● **Work to complete**
Up to and including the line with "log10 scene luminance.", copy the records below exactly from their first line.

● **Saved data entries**

==========

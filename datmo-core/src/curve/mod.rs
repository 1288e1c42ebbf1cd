//! Tone curves: monotonic maps from log scene luminance to log display
//! luminance, sampled on a uniform knot grid.

mod optimize;
mod temporal;

pub use optimize::*;
pub use temporal::*;

use crate::types::{Error, Result};

/// Uniform grid of knot positions in log10 scene luminance.
#[derive(Debug, Clone, Copy, PartialEq)]
pub struct KnotGrid {
    x0: f64,
    step: f64,
    len: usize,
}

impl KnotGrid {
    /// Grid of `len` knots starting at `x0`, spaced `step` apart.
    pub fn new(x0: f64, step: f64, len: usize) -> Result<Self> {
        if len < 2 {
            return Err(Error::InvalidParameter(format!(
                "tone curve needs at least 2 knots, got {}",
                len
            )));
        }
        if !x0.is_finite() || !step.is_finite() || step <= 0.0 {
            return Err(Error::InvalidParameter(format!(
                "invalid knot grid: start {}, step {}",
                x0, step
            )));
        }
        Ok(Self { x0, step, len })
    }

    /// Position of the first knot.
    #[inline]
    pub fn start(&self) -> f64 {
        self.x0
    }

    /// Position of the last knot.
    #[inline]
    pub fn end(&self) -> f64 {
        self.x(self.len - 1)
    }

    /// Knot spacing.
    #[inline]
    pub fn step(&self) -> f64 {
        self.step
    }

    /// Number of knots.
    #[inline]
    #[allow(clippy::len_without_is_empty)]
    pub fn len(&self) -> usize {
        self.len
    }

    /// Position of knot `i`.
    #[inline]
    pub fn x(&self, i: usize) -> f64 {
        self.x0 + i as f64 * self.step
    }

    /// Segment index and interpolation weight for `x`, clamped to the grid.
    #[inline]
    fn locate(&self, x: f64) -> (usize, f64) {
        let pos = (x - self.x0) / self.step;
        let last = (self.len - 1) as f64;
        if pos.is_nan() || pos <= 0.0 {
            (0, 0.0)
        } else if pos >= last {
            (self.len - 2, 1.0)
        } else {
            let i = pos.floor() as usize;
            (i, pos - i as f64)
        }
    }
}

/// Storage for knot values, either owned or borrowed from the caller.
#[derive(Debug)]
pub enum CurveStorage<'a> {
    /// Values owned by the curve.
    Owned(Vec<f64>),
    /// Values living in caller-provided storage.
    Borrowed(&'a mut [f64]),
}

impl CurveStorage<'_> {
    fn as_slice(&self) -> &[f64] {
        match self {
            Self::Owned(v) => v,
            Self::Borrowed(s) => s,
        }
    }
}

/// A monotonic tone curve.
///
/// Knot `i` maps log10 scene luminance `grid.x(i)` to log10 display luminance
/// `y[i]`. Curves produced by this crate have non-decreasing `y` bounded by
/// the display range; curves built by hand are only checked for length and
/// finiteness.
#[derive(Debug)]
pub struct ToneCurve<'a> {
    grid: KnotGrid,
    y: CurveStorage<'a>,
}

impl ToneCurve<'static> {
    /// Curve owning its knot values.
    pub fn new(grid: KnotGrid, y: Vec<f64>) -> Result<Self> {
        check_values(&grid, &y)?;
        Ok(Self {
            grid,
            y: CurveStorage::Owned(y),
        })
    }

    /// Curve mapping every knot to the same value.
    pub fn constant(grid: KnotGrid, value: f64) -> Result<Self> {
        Self::new(grid, vec![value; grid.len()])
    }
}

impl<'a> ToneCurve<'a> {
    /// Curve whose knot values live in `y`.
    ///
    /// Computing into a borrowed curve writes into `y` and requires the knot
    /// count to match.
    pub fn borrowed(grid: KnotGrid, y: &'a mut [f64]) -> Result<Self> {
        check_values(&grid, y)?;
        Ok(Self {
            grid,
            y: CurveStorage::Borrowed(y),
        })
    }

    /// Knot grid.
    #[inline]
    pub fn grid(&self) -> &KnotGrid {
        &self.grid
    }

    /// Number of knots.
    #[inline]
    #[allow(clippy::len_without_is_empty)]
    pub fn len(&self) -> usize {
        self.grid.len()
    }

    /// Knot values (log10 display luminance).
    #[inline]
    pub fn values(&self) -> &[f64] {
        self.y.as_slice()
    }

    /// Whether the knot values are owned by the curve.
    pub fn is_owned(&self) -> bool {
        matches!(self.y, CurveStorage::Owned(_))
    }

    /// `(x, y)` knot pairs.
    pub fn knots(&self) -> impl Iterator<Item = (f64, f64)> + '_ {
        self.values()
            .iter()
            .enumerate()
            .map(move |(i, &y)| (self.grid.x(i), y))
    }

    /// Value at `x` by linear interpolation, clamped to the end knots.
    #[inline]
    pub fn evaluate(&self, x: f64) -> f64 {
        let y = self.values();
        let (i, t) = self.grid.locate(x);
        y[i] + (y[i + 1] - y[i]) * t
    }

    /// Slope of the segment containing `x` (clamped to the grid).
    #[inline]
    pub fn slope_at(&self, x: f64) -> f64 {
        let y = self.values();
        let (i, _) = self.grid.locate(x);
        (y[i + 1] - y[i]) / self.grid.step
    }

    /// Re-sample onto another knot grid.
    pub fn resample(&self, grid: &KnotGrid) -> ToneCurve<'static> {
        let y = if *grid == self.grid {
            self.values().to_vec()
        } else {
            (0..grid.len()).map(|i| self.evaluate(grid.x(i))).collect()
        };
        ToneCurve {
            grid: *grid,
            y: CurveStorage::Owned(y),
        }
    }

    /// True if knot values never decrease.
    pub fn is_monotonic(&self) -> bool {
        self.values().windows(2).all(|w| w[1] >= w[0])
    }

    /// Smallest and largest knot value.
    pub fn value_range(&self) -> (f64, f64) {
        self.values()
            .iter()
            .fold((f64::INFINITY, f64::NEG_INFINITY), |(lo, hi), &y| {
                (lo.min(y), hi.max(y))
            })
    }

    /// Copy into an owned curve.
    pub fn to_owned_curve(&self) -> ToneCurve<'static> {
        ToneCurve {
            grid: self.grid,
            y: CurveStorage::Owned(self.values().to_vec()),
        }
    }

    /// Replace grid and values in one step.
    ///
    /// Borrowed storage cannot change length; the curve is left untouched
    /// when the lengths differ.
    pub(crate) fn commit(&mut self, grid: KnotGrid, y: Vec<f64>) -> Result<()> {
        match &mut self.y {
            CurveStorage::Owned(v) => *v = y,
            CurveStorage::Borrowed(s) => {
                if s.len() != y.len() {
                    return Err(Error::InvalidParameter(format!(
                        "borrowed curve storage holds {} knots, result has {}",
                        s.len(),
                        y.len()
                    )));
                }
                s.copy_from_slice(&y);
            }
        }
        self.grid = grid;
        Ok(())
    }
}

impl PartialEq for ToneCurve<'_> {
    fn eq(&self, other: &Self) -> bool {
        self.grid == other.grid && self.values() == other.values()
    }
}

impl Clone for ToneCurve<'static> {
    fn clone(&self) -> Self {
        self.to_owned_curve()
    }
}

fn check_values(grid: &KnotGrid, y: &[f64]) -> Result<()> {
    if y.len() != grid.len() {
        return Err(Error::InvalidParameter(format!(
            "curve has {} values for {} knots",
            y.len(),
            grid.len()
        )));
    }
    if y.iter().any(|v| !v.is_finite()) {
        return Err(Error::InvalidParameter(
            "curve values must be finite".into(),
        ));
    }
    Ok(())
}

#[cfg(test)]
mod tests {
    use super::*;

    fn linear() -> ToneCurve<'static> {
        let grid = KnotGrid::new(-1.0, 0.5, 5).unwrap();
        ToneCurve::new(grid, vec![0.0, 0.25, 0.5, 1.0, 2.0]).unwrap()
    }

    #[test]
    fn test_grid_validation() {
        assert!(KnotGrid::new(0.0, 0.1, 1).is_err());
        assert!(KnotGrid::new(0.0, 0.0, 4).is_err());
        assert!(KnotGrid::new(f64::NAN, 0.1, 4).is_err());
        let g = KnotGrid::new(-2.0, 0.1, 11).unwrap();
        assert!((g.end() - -1.0).abs() < 1e-12);
    }

    #[test]
    fn test_evaluate_at_knots() {
        let c = linear();
        for (x, y) in c.knots() {
            assert!((c.evaluate(x) - y).abs() < 1e-12, "x = {}", x);
        }
    }

    #[test]
    fn test_evaluate_interpolates_and_clamps() {
        let c = linear();
        assert!((c.evaluate(-0.75) - 0.125).abs() < 1e-12);
        assert_eq!(c.evaluate(-10.0), 0.0);
        assert_eq!(c.evaluate(10.0), 2.0);
        assert_eq!(c.evaluate(f64::NAN), 0.0);
    }

    #[test]
    fn test_slope() {
        let c = linear();
        assert!((c.slope_at(-0.9) - 0.5).abs() < 1e-12);
        assert!((c.slope_at(0.75) - 2.0).abs() < 1e-12);
        // Clamped to the end segments.
        assert!((c.slope_at(100.0) - 2.0).abs() < 1e-12);
    }

    #[test]
    fn test_resample_same_grid_is_exact() {
        let c = linear();
        assert_eq!(c.resample(c.grid()), c);
    }

    #[test]
    fn test_resample_onto_finer_grid() {
        let c = linear();
        let fine = KnotGrid::new(-1.0, 0.25, 9).unwrap();
        let r = c.resample(&fine);
        assert_eq!(r.len(), 9);
        assert!(r.is_monotonic());
        assert!((r.values()[1] - 0.125).abs() < 1e-12);
    }

    #[test]
    fn test_borrowed_storage() {
        let grid = KnotGrid::new(0.0, 1.0, 3).unwrap();
        let mut buf = [0.0, 1.0, 2.0];
        {
            let mut c = ToneCurve::borrowed(grid, &mut buf).unwrap();
            assert!(!c.is_owned());
            c.commit(grid, vec![1.0, 1.0, 1.0]).unwrap();
            assert!(c.commit(grid, vec![0.0; 4]).is_err());
            assert_eq!(c.values(), &[1.0, 1.0, 1.0]);
        }
        assert_eq!(buf, [1.0, 1.0, 1.0]);
    }

    #[test]
    fn test_monotonic_check() {
        assert!(linear().is_monotonic());
        let grid = KnotGrid::new(0.0, 1.0, 3).unwrap();
        let c = ToneCurve::new(grid, vec![0.0, 2.0, 1.0]).unwrap();
        assert!(!c.is_monotonic());
        assert_eq!(c.value_range(), (0.0, 2.0));
    }

    #[test]
    fn test_rejects_bad_values() {
        let grid = KnotGrid::new(0.0, 1.0, 3).unwrap();
        assert!(ToneCurve::new(grid, vec![0.0, 1.0]).is_err());
        assert!(ToneCurve::new(grid, vec![0.0, f64::NAN, 1.0]).is_err());
    }
}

==========

● **Answer box**
filename datmo-core/src/curve/mod.rs
repository 1288e1c42ebbf1cd
//! Tone curves: monotonic maps from log scene luminance to log display
//! luminance, sampled on a uniform knot grid.

mod optimize;
mod temporal;

pub use optimize::*;
pub use temporal::*;

use crate::types::{Error, Result};

/// Uniform grid of knot positions in log10 scene luminance.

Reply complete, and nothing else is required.